MRE与MDCTE都是断层影像方法,都可在任何平面上观察腹腔情况,避免因肠管重叠而带来的问题,显示小肠肠壁、整个腹部及盆腔更多细节(图1),其优点在于可发现肠外异常,同样在小肠梗阻(图2)、肿瘤、炎症等病变中具有良好的敏感性和特异性,尤其是对肠梗阻的诊断,可借助MR水成像技术直接获得肠道的二维和三维图像,结合增强扫描,有助于肠梗阻性质和原因的判断。

图1 正常小肠的MRE,冠状面T2WI图像(左:平扫)可见充满造影剂的小肠肠管、形态、走形及周围结构均显示清晰;MR水成像(右:增强)直接得到小肠的三维图像。

图2 小肠麻痹性梗阻的MR,冠状面T2WI图像(左:平扫)显示肠道明显扩张积液;三维MR水成像(右:增强)显示扩张的肠管。

3 断层影像与其他影像学检查的比较

MDCTE及MRE较传统X线造影的本质上优点在于,可在任何平面上观察腹腔情况,避免因肠管重叠而带来的问题。MR采用不同序列、各平面上获得参数,CT造影可进行多平面重建,更好地显示小肠解剖结构。

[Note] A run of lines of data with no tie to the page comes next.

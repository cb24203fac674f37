//! Result of a download attempt.

use super::{DownloadError, PolicyAbort};

/// How an attempt ended.
///
/// The chat side effects are the real contract; this value only tells the
/// caller which of them happened.
#[derive(Debug, Clone, PartialEq)]
pub enum DownloadOutcome {
    /// The transfer finished and the completion callback ran.
    Completed,
    /// The attempt failed and the user was told why.
    Failed(DownloadError),
    /// A policy check declined the download.
    Declined(PolicyAbort),
    /// The user cancelled the attempt.
    Cancelled,
}

impl DownloadOutcome {
    #[must_use]
    pub const fn is_completed(&self) -> bool {
        matches!(self, Self::Completed)
    }

    /// Short label for logs.
    #[must_use]
    pub const fn label(&self) -> &'static str {
        match self {
            Self::Completed => "completed",
            Self::Failed(_) => "failed",
            Self::Declined(_) => "declined",
            Self::Cancelled => "cancelled",
        }
    }
}
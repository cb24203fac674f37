//! Core domain types and port definitions for the mirror download engine.
//!
//! This crate holds no I/O: it describes what the remote-storage SDK
//! reports, what a download attempt can end in, and the traits every
//! external collaborator implements.

pub mod download;
pub mod ports;
pub mod settings;
pub mod storage;
pub mod utils;

// Re-export commonly used types for convenience
pub use download::{
    DownloadError, DownloadOutcome, DownloadRequest, DownloadSession, DuplicateMatch, PolicyAbort,
    SessionFlags, SessionId,
};
pub use ports::{
    ChatNotifier, DownloadListener, DuplicateSearch, QuotaChecker, RemoteStorageApi,
    StatusSnapshot, StorageClientFactory, StorageListener, TransferPhase, TransferStatus,
};
pub use settings::{MirrorSettings, SettingsError, validate_settings};
pub use storage::{
    ApiError, LinkType, RemoteNode, RequestKind, TransferEvent, TransferInfo, TransferState,
    link_type,
};
pub use utils::{archive_base_name, duplicate_candidate_name, readable_file_size, readable_time};
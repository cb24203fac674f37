//! Small naming and formatting helpers shared by the engine and adapters.

pub mod archive;
pub mod format;

pub use archive::{ARCHIVE_EXTENSIONS, archive_base_name, duplicate_candidate_name};
pub use format::{readable_file_size, readable_time};
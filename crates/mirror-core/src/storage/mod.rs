//! Remote-storage domain types.
//!
//! These types describe what the remote-storage SDK reports through its
//! listener callbacks. They carry no SDK handles, only plain data, so the
//! engine and its tests can construct them freely.
//!
//! # Structure
//!
//! - `types` - Nodes, request kinds, transfer snapshots, SDK error values
//! - `events` - The tagged `TransferEvent` delivered to listeners
//! - `links` - Link-shape detection (single file vs. folder)

pub mod events;
pub mod links;
pub mod types;

pub use events::TransferEvent;
pub use links::{LinkType, link_type};
pub use types::{ApiError, RemoteNode, RequestKind, TransferInfo, TransferState};
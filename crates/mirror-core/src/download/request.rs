//! Download request and calling session.

use std::fmt;
use std::path::PathBuf;
use std::sync::Arc;

use serde::{Deserialize, Serialize};

use crate::ports::{ChatNotifier, DownloadListener};

/// Identity of the chat session that asked for a download.
///
/// The status registry is keyed by this id.
#[derive(Debug, Clone, Copy, PartialEq, Eq, Hash, PartialOrd, Ord, Serialize, Deserialize)]
pub struct SessionId(pub u64);

impl fmt::Display for SessionId {
    fn fmt(&self, f: &mut fmt::Formatter<'_>) -> fmt::Result {
        write!(f, "{}", self.0)
    }
}

/// How the downloaded content will be delivered.
#[derive(Debug, Clone, Copy, Default, PartialEq, Eq, Serialize, Deserialize)]
pub struct SessionFlags {
    /// Deliver directly to the chat instead of mirroring to cloud storage.
    pub is_leech: bool,
    /// Archive the download before delivery.
    pub is_zip: bool,
    /// Extract the downloaded archive before delivery.
    pub should_extract: bool,
}

impl SessionFlags {
    /// Whether the post-download step rewrites the content as an archive op.
    #[must_use]
    pub const fn is_archive_op(self) -> bool {
        self.is_zip || self.should_extract
    }
}

/// The calling session: its identity, flags and callbacks.
#[derive(Clone)]
pub struct DownloadSession {
    pub id: SessionId,
    pub flags: SessionFlags,
    /// Task callbacks (start, completion, error).
    pub listener: Arc<dyn DownloadListener>,
    /// Chat messaging for this session.
    pub notifier: Arc<dyn ChatNotifier>,
}

impl fmt::Debug for DownloadSession {
    fn fmt(&self, f: &mut fmt::Formatter<'_>) -> fmt::Result {
        f.debug_struct("DownloadSession")
            .field("id", &self.id)
            .field("flags", &self.flags)
            .finish_non_exhaustive()
    }
}

/// One download invocation.
#[derive(Debug, Clone)]
pub struct DownloadRequest {
    /// Public file link or folder/shared link.
    pub link: String,
    /// Target directory on the local filesystem.
    pub path: PathBuf,
    /// Caller-supplied display name; the remote node name is used otherwise.
    pub name: Option<String>,
    pub session: DownloadSession,
}
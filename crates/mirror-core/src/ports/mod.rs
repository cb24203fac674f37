//! Port definitions (trait abstractions) for external systems.
//!
//! Ports define the interfaces the download engine expects from its
//! collaborators. They use only domain types.
//!
//! # Design Rules
//!
//! - SDK calls return immediately; their results arrive as `TransferEvent`s
//! - Chat-side ports are fire-and-forget and must not block on transfers
//! - Everything is `Send + Sync`: callbacks arrive on SDK threads

pub mod policy;
pub mod session;
pub mod status;
pub mod storage_api;

pub use policy::{DuplicateSearch, QuotaChecker};
pub use session::{ChatNotifier, DownloadListener};
pub use status::{StatusSnapshot, TransferPhase, TransferStatus};
pub use storage_api::{RemoteStorageApi, StorageClientFactory, StorageListener};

对疑似小肠肿瘤的首选影像学检查,取决于患者的临床和生物学表现。胶囊内镜检测血管畸形,被证实优于其他影像学技术,因此若病人表现为隐匿性胃肠道出血,则将其作为首选检查[19]。对非特异性的腹痛或轻度梗阻症状,首选方法仍为MDCTE。胶囊内镜对黏膜下肿瘤,如胃肠道间质瘤仅可显示细微异常,因此CT和MR可使小肠达到最佳扩张程度,并结合静脉对比剂有助于诊断[20]。但对于发现累及黏膜的肿瘤如类癌等,胶囊内镜较好[21]。

通过包括胶囊内镜在内的影像检查,可获得更全面的小肠影像学表现。胶囊内镜对病变的显示相对主观,对肿瘤定位较困难,这与胶囊内镜仅显示黏膜层而无法检测黏膜下肿瘤有关。此外,CT和MRI能够同时观察肠道其他脏器如肝脏等的病变,尤其是肠道肿瘤出现转移时,更突显了断面成像技术的优势。

4 小结

尽管现在有很多敏感的、直接和间接的技术可以应用,但是小肠疾病的诊断仍是一个难点。长期以来,小肠疾病的诊断主要依据X线钡剂造影,但许多小肠疾病不但向腔内发展,还穿透肠壁向腔外浸润,MDCTE及MRE可非常直观地显示这些病变。MDCT和MRI的优质图像能清晰反映肠壁和肠腔外的病变,因此将传统的X线检查和MDCTE与MRE技术结合起来,就能全面反映小肠病变的部位、范围和性质,将小肠疾病的诊断提高到一个新水平。随着科学技术的进步以及各种影像学技术的飞速发展,MDCTE和MRE对小肠疾病的诊断将会更加完善,其临床应用也会更加广泛。